Life stages 15. Haumakaʻiole, 16. Palalauhala, and 17. Kāikōkō.1905.

[Found under: “KA MAKUAHINE PALEKA.”]

The famous saying of the Hawaiians said always in prayers of the old kahuna—”Haumakaiole, palalauhala a kaikoko;” it was those words that showed how long lived the ancient Hawaiians were. Because from the actual meaning of the word “haumakaiole,” it is the shriveling of a person’s eyes that is all wrinkly, which is why they are tiny like that of a rat’s, and that is the stage after gray-haired [poohina]; and elderly [elemakule] comes before gray-haired, but elemakule is the general stage for when a person becomes frail [palupalu].

And after an old and frail person passes the stage of “haumakaiole,” then that person enters into the stage “palalauhala,”and the idea behind that it is the very old age of a person if he continue to live, he cannot walk around by himself, should he not perhaps receive assistance; that is when the person lies constantly atop a mat, and sometimes the person is rolled up in a mat.

And if that person lives past that stage, he enters the stage “kaikoko,” and that is when he is hung from the ridgepole of the house in a net [koko], and it is said that it is a time when he lives without eating, and that is why it is said, “living on wind [i ola no i ka makani].” These are some explanations, and to them is always added the saying, “to god belongs that life. [na ke akua ia ola].”
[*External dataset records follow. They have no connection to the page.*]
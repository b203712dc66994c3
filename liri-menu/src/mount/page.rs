//! In-memory host page
//!
//! Holds the page's mount containers and their current states, records
//! every state transition and serialises to HTML. The CLI and the fragment
//! server render into it.

use super::{MountHost, MountState, StateKind};
use crate::render::{Element, Node};
use crate::section::SectionConfig;
use tracing::debug;

#[derive(Debug, Clone)]
struct Mount {
    attribute: String,
    parent: Option<String>,
    label: Option<String>,
    synthesized: bool,
    state: Option<MountState>,
}

impl Mount {
    fn new(attribute: &str, parent: Option<&str>) -> Self {
        Self {
            attribute: attribute.to_string(),
            parent: parent.map(str::to_string),
            label: None,
            synthesized: false,
            state: None,
        }
    }
}

/// A page made only of mount containers
#[derive(Debug, Clone, Default)]
pub struct PageDocument {
    mounts: Vec<Mount>,
    transitions: Vec<(String, StateKind)>,
}

impl PageDocument {
    pub fn new() -> Self {
        Self::default()
    }

    /// A page with one root container per section
    pub fn from_sections(sections: &[SectionConfig]) -> Self {
        let mut page = Self::new();
        for section in sections {
            page.add_mount(&section.mount);
        }
        page
    }

    /// A page with exactly the listed containers
    ///
    /// Bucket containers are nested under their section's root. Attributes
    /// matching no section stay on the page as top-level containers so that
    /// startup validation can report them.
    pub fn from_mounts(mounts: &[String], sections: &[SectionConfig]) -> Self {
        let mut page = Self::new();
        for attribute in mounts {
            let attribute = attribute.trim().trim_start_matches('[').trim_end_matches(']');
            let parent = sections.iter().find(|s| {
                s.mount != attribute
                    && s.template.bucket_scheme().is_some_and(|scheme| {
                        scheme
                            .buckets
                            .iter()
                            .any(|b| s.bucket_mount(b) == attribute)
                    })
            });
            match parent {
                Some(section) => page.add_child_mount(&section.mount, attribute),
                None => page.add_mount(attribute),
            }
        }
        page
    }

    pub fn add_mount(&mut self, attribute: &str) {
        if !self.contains(attribute) {
            self.mounts.push(Mount::new(attribute, None));
        }
    }

    /// Add an author-provided container nested under `parent`
    pub fn add_child_mount(&mut self, parent: &str, attribute: &str) {
        if !self.contains(attribute) {
            self.mounts.push(Mount::new(attribute, Some(parent)));
        }
    }

    pub fn state(&self, attribute: &str) -> Option<&MountState> {
        self.mount(attribute).and_then(|m| m.state.as_ref())
    }

    pub fn state_kind(&self, attribute: &str) -> Option<StateKind> {
        self.state(attribute).map(MountState::kind)
    }

    /// Every state written, in order
    pub fn transitions(&self) -> &[(String, StateKind)] {
        &self.transitions
    }

    /// States written to one container, in order
    pub fn transitions_of(&self, attribute: &str) -> Vec<StateKind> {
        self.transitions
            .iter()
            .filter(|(a, _)| a == attribute)
            .map(|(_, kind)| *kind)
            .collect()
    }

    /// Bucket containers created during rendering
    pub fn synthesized(&self, parent: &str) -> Vec<&str> {
        self.mounts
            .iter()
            .filter(|m| m.synthesized && m.parent.as_deref() == Some(parent))
            .map(|m| m.attribute.as_str())
            .collect()
    }

    fn mount(&self, attribute: &str) -> Option<&Mount> {
        self.mounts.iter().find(|m| m.attribute == attribute)
    }

    fn children(&self, parent: &str) -> impl Iterator<Item = &Mount> {
        let parent = parent.to_string();
        self.mounts
            .iter()
            .filter(move |m| m.parent.as_deref() == Some(parent.as_str()))
    }

    fn node_for(&self, mount: &Mount) -> Node {
        let mut container = Element::div().attr(&mount.attribute, "");

        match mount.state.as_ref().and_then(MountState::fragment) {
            Some(fragment) => container = container.child(fragment),
            None => {
                let (synthesized, authored): (Vec<&Mount>, Vec<&Mount>) =
                    self.children(&mount.attribute).partition(|m| m.synthesized);
                container = container.children(authored.into_iter().map(|m| self.node_for(m)));
                if !synthesized.is_empty() {
                    let grid = Element::div()
                        .class("w-layout-grid _2col_grid")
                        .children(synthesized.into_iter().map(|m| self.labelled_node(m)));
                    container = container.child(grid);
                }
            }
        }

        container.into()
    }

    fn labelled_node(&self, mount: &Mount) -> Element {
        let label = mount.label.as_deref().unwrap_or_default();
        Element::div()
            .class("menu-section-wrapper")
            .child(
                Element::div()
                    .class("menu-section-tittle-wrapper")
                    .child(Element::div().class("text-block").text(label)),
            )
            .child(self.node_for(mount))
    }

    /// HTML of one container and everything nested in it
    pub fn section_html(&self, attribute: &str) -> Option<String> {
        self.mount(attribute).map(|m| self.node_for(m).to_html())
    }

    /// HTML of every top-level container, one per line
    pub fn to_html(&self) -> String {
        self.mounts
            .iter()
            .filter(|m| m.parent.is_none())
            .map(|m| self.node_for(m).to_html())
            .collect::<Vec<_>>()
            .join("\n")
    }
}

impl MountHost for PageDocument {
    fn mount_attributes(&self) -> Vec<String> {
        self.mounts.iter().map(|m| m.attribute.clone()).collect()
    }

    fn contains(&self, attribute: &str) -> bool {
        self.mount(attribute).is_some()
    }

    fn set_state(&mut self, attribute: &str, state: MountState) {
        match self.mounts.iter_mut().find(|m| m.attribute == attribute) {
            Some(mount) => {
                self.transitions.push((attribute.to_string(), state.kind()));
                mount.state = Some(state);
            }
            None => debug!(mount = %attribute, "Ignoring state for unknown container"),
        }
    }

    fn synthesize(&mut self, parent: &str, attribute: &str, label: &str) {
        if !self.contains(parent) || self.contains(attribute) {
            return;
        }
        let mut mount = Mount::new(attribute, Some(parent));
        mount.label = Some(label.to_string());
        mount.synthesized = true;
        self.mounts.push(mount);
    }
}

#[cfg(test)]
mod tests {
    use super::*;
    use crate::section::{default_sections, Template};

    #[test]
    fn test_from_mounts_nests_bucket_containers() {
        let sections = default_sections();
        let mounts = vec![
            "data-liri-wine".to_string(),
            "[data-liri-red-wine]".to_string(),
            "data-liri-coffee".to_string(),
            "data-liri-unknown".to_string(),
        ];
        let mut page = PageDocument::from_mounts(&mounts, &sections);
        assert_eq!(
            page.mount_attributes(),
            vec!["data-liri-wine", "data-liri-red-wine", "data-liri-coffee", "data-liri-unknown"]
        );

        page.set_state("data-liri-wine", MountState::Delegated);
        page.set_state("data-liri-red-wine", MountState::empty("Red Wine"));
        let html = page.section_html("data-liri-wine").unwrap();
        assert!(html.starts_with("<div data-liri-wine><div data-liri-red-wine>"));
        assert!(html.contains("No Red Wine items available at the moment"));
    }

    #[test]
    fn test_state_replaces_content() {
        let section = SectionConfig::new("tea", "data-liri-tea", "teaItem", Template::Simple);
        let mut page = PageDocument::from_sections(&[section]);
        page.set_state("data-liri-tea", MountState::loading("tea"));
        page.set_state("data-liri-tea", MountState::error("tea"));
        assert_eq!(
            page.to_html(),
            "<div data-liri-tea><div class=\"error-message\" role=\"alert\">Failed to load the tea menu</div></div>"
        );
        assert_eq!(
            page.transitions_of("data-liri-tea"),
            vec![StateKind::Loading, StateKind::Error]
        );
    }

    #[test]
    fn test_synthesized_buckets_get_headings() {
        let mut page = PageDocument::new();
        page.add_mount("data-liri-beer");
        page.synthesize("data-liri-beer", "data-liri-beer-local", "Greek Microbreweries");
        page.set_state("data-liri-beer", MountState::Delegated);
        page.set_state(
            "data-liri-beer-local",
            MountState::Content(Node::text("Alfa")),
        );

        let html = page.to_html();
        assert!(html.contains("<div class=\"w-layout-grid _2col_grid\">"));
        assert!(html.contains("<div class=\"text-block\">Greek Microbreweries</div>"));
        assert!(html.contains("<div data-liri-beer-local>Alfa</div>"));
        assert_eq!(page.synthesized("data-liri-beer"), vec!["data-liri-beer-local"]);
    }

    #[test]
    fn test_synthesize_requires_parent() {
        let mut page = PageDocument::new();
        page.synthesize("data-liri-beer", "data-liri-beer-local", "Local");
        assert!(!page.contains("data-liri-beer-local"));
    }

    #[test]
    fn test_unknown_container_state_ignored() {
        let mut page = PageDocument::new();
        page.set_state("data-liri-x", MountState::Delegated);
        assert!(page.transitions().is_empty());
    }
}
And by taking these famous words of the Hawaiians, we, the people of today, will not go without seeing that the ancient Hawaiians were people who lived a long life, and there were many of them like that, which is one reason they were famous; however, for the Hawaiians of these days, and the other ethnicities, it is not a truly difficult thing to say that they reached safely the century mark of life on this earth; however, Mother Parker has garnered the honor of living for a century.

[These are pretty nice descriptions of the meanings of three stages in a person’s later life. It appears in an article on the hundredth birthday of Mother Parker, Mary Elizabeth Parker. You never know where you are going to find good definitions!]

(Kuokoa, 12/15/1905, p. 2)

O na olelo kaulana o na Hawaii...

Ka Nupepa Kuokoa, Buke XLIII, Helu 50, Aoao 2. Dekemaba 15, 1905.